_TRY IT_: Produce a copy of every line in the records that holds the string "format".

────────────────

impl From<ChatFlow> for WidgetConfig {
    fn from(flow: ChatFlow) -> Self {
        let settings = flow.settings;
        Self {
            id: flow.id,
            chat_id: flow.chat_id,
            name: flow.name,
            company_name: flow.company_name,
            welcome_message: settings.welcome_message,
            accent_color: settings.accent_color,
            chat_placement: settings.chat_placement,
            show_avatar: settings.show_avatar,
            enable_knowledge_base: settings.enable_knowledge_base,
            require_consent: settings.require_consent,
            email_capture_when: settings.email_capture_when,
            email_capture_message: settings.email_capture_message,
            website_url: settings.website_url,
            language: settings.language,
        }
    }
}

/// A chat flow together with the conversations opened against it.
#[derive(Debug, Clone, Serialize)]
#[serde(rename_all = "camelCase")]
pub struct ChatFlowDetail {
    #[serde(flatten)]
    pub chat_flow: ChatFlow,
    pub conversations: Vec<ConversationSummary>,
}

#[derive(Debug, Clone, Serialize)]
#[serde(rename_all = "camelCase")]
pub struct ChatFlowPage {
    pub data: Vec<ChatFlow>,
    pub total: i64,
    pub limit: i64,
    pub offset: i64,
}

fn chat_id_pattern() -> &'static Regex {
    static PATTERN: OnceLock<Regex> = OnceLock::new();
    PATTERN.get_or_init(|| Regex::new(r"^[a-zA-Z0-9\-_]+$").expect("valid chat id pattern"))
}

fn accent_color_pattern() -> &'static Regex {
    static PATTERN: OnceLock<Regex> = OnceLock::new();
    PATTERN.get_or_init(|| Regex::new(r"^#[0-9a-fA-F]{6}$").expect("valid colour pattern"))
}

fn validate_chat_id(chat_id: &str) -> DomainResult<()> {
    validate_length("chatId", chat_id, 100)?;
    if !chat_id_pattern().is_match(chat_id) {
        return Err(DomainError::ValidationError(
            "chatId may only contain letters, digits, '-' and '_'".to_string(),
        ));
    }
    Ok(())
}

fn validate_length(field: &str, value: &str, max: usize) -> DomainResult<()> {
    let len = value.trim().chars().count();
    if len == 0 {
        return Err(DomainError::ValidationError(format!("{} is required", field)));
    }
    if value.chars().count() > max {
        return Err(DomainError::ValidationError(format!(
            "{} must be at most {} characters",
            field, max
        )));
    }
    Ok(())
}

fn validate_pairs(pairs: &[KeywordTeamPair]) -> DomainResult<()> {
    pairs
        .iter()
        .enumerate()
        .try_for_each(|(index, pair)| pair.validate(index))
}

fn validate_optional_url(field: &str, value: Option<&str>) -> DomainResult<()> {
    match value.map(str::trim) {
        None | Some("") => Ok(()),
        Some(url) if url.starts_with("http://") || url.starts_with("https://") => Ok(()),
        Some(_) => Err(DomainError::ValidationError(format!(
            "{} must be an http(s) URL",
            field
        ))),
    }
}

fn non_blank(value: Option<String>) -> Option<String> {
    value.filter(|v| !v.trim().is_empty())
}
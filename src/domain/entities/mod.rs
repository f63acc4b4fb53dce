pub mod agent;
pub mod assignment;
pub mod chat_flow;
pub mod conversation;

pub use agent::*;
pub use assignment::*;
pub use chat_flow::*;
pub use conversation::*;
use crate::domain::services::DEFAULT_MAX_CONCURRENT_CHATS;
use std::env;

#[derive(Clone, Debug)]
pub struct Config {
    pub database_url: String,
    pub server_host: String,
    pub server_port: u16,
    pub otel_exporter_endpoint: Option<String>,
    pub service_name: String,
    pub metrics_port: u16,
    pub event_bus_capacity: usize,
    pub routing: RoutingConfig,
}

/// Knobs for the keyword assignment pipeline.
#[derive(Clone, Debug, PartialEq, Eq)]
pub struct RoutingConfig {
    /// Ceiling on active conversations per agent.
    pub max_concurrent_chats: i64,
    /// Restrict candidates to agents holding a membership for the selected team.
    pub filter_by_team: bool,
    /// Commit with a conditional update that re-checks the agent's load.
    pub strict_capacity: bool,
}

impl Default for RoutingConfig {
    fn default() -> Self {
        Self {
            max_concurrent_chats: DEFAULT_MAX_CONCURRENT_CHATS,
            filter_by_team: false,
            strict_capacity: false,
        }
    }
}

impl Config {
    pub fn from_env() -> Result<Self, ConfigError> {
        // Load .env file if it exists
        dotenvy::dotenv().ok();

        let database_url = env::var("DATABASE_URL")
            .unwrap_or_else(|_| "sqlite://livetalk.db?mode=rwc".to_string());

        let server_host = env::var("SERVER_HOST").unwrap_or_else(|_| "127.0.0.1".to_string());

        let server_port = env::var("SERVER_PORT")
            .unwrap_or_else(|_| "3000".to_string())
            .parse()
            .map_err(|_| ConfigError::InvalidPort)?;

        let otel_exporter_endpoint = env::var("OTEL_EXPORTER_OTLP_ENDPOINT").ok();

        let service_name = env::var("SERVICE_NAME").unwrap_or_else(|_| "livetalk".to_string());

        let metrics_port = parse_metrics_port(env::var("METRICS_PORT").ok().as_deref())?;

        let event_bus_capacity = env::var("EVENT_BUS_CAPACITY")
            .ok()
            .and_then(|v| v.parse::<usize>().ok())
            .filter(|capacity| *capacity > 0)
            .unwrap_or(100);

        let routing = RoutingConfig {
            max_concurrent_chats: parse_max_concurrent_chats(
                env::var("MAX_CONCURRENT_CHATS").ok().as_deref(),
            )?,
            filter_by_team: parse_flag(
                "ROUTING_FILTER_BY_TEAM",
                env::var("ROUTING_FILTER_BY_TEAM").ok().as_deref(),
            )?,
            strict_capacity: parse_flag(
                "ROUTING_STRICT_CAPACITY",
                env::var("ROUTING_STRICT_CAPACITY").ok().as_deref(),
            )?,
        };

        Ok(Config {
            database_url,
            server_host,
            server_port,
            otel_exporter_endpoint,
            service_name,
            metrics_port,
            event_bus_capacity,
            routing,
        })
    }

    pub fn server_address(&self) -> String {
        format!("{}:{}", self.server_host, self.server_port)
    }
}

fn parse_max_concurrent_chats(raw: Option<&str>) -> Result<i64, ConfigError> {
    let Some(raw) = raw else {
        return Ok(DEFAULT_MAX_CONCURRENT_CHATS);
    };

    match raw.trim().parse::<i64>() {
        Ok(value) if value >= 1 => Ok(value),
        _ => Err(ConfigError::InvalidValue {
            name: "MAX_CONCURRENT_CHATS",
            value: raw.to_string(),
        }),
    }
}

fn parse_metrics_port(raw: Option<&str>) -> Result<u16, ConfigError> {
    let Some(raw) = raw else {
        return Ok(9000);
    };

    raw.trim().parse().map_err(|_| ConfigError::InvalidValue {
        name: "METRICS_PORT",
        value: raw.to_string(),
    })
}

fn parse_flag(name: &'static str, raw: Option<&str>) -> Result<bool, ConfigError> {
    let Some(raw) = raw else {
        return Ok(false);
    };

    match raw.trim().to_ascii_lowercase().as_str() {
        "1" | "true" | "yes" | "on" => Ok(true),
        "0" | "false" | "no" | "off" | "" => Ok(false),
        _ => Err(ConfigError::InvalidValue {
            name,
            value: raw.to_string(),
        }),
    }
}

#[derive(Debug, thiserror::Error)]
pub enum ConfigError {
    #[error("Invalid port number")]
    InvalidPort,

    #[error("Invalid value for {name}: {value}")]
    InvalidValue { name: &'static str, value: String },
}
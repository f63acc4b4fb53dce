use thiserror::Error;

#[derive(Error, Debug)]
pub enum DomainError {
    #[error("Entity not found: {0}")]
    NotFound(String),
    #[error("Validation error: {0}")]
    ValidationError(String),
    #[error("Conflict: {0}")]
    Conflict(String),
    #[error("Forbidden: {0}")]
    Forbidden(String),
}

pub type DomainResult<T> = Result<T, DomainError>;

────────────────

_WRITTEN ANSWER_:
        return Err(DomainError::ValidationError(format!("{} is required", field)));
        return Err(DomainError::ValidationError(format!(
        Some(_) => Err(DomainError::ValidationError(format!(
        format!("{}:{}", self.server_host, self.server_port)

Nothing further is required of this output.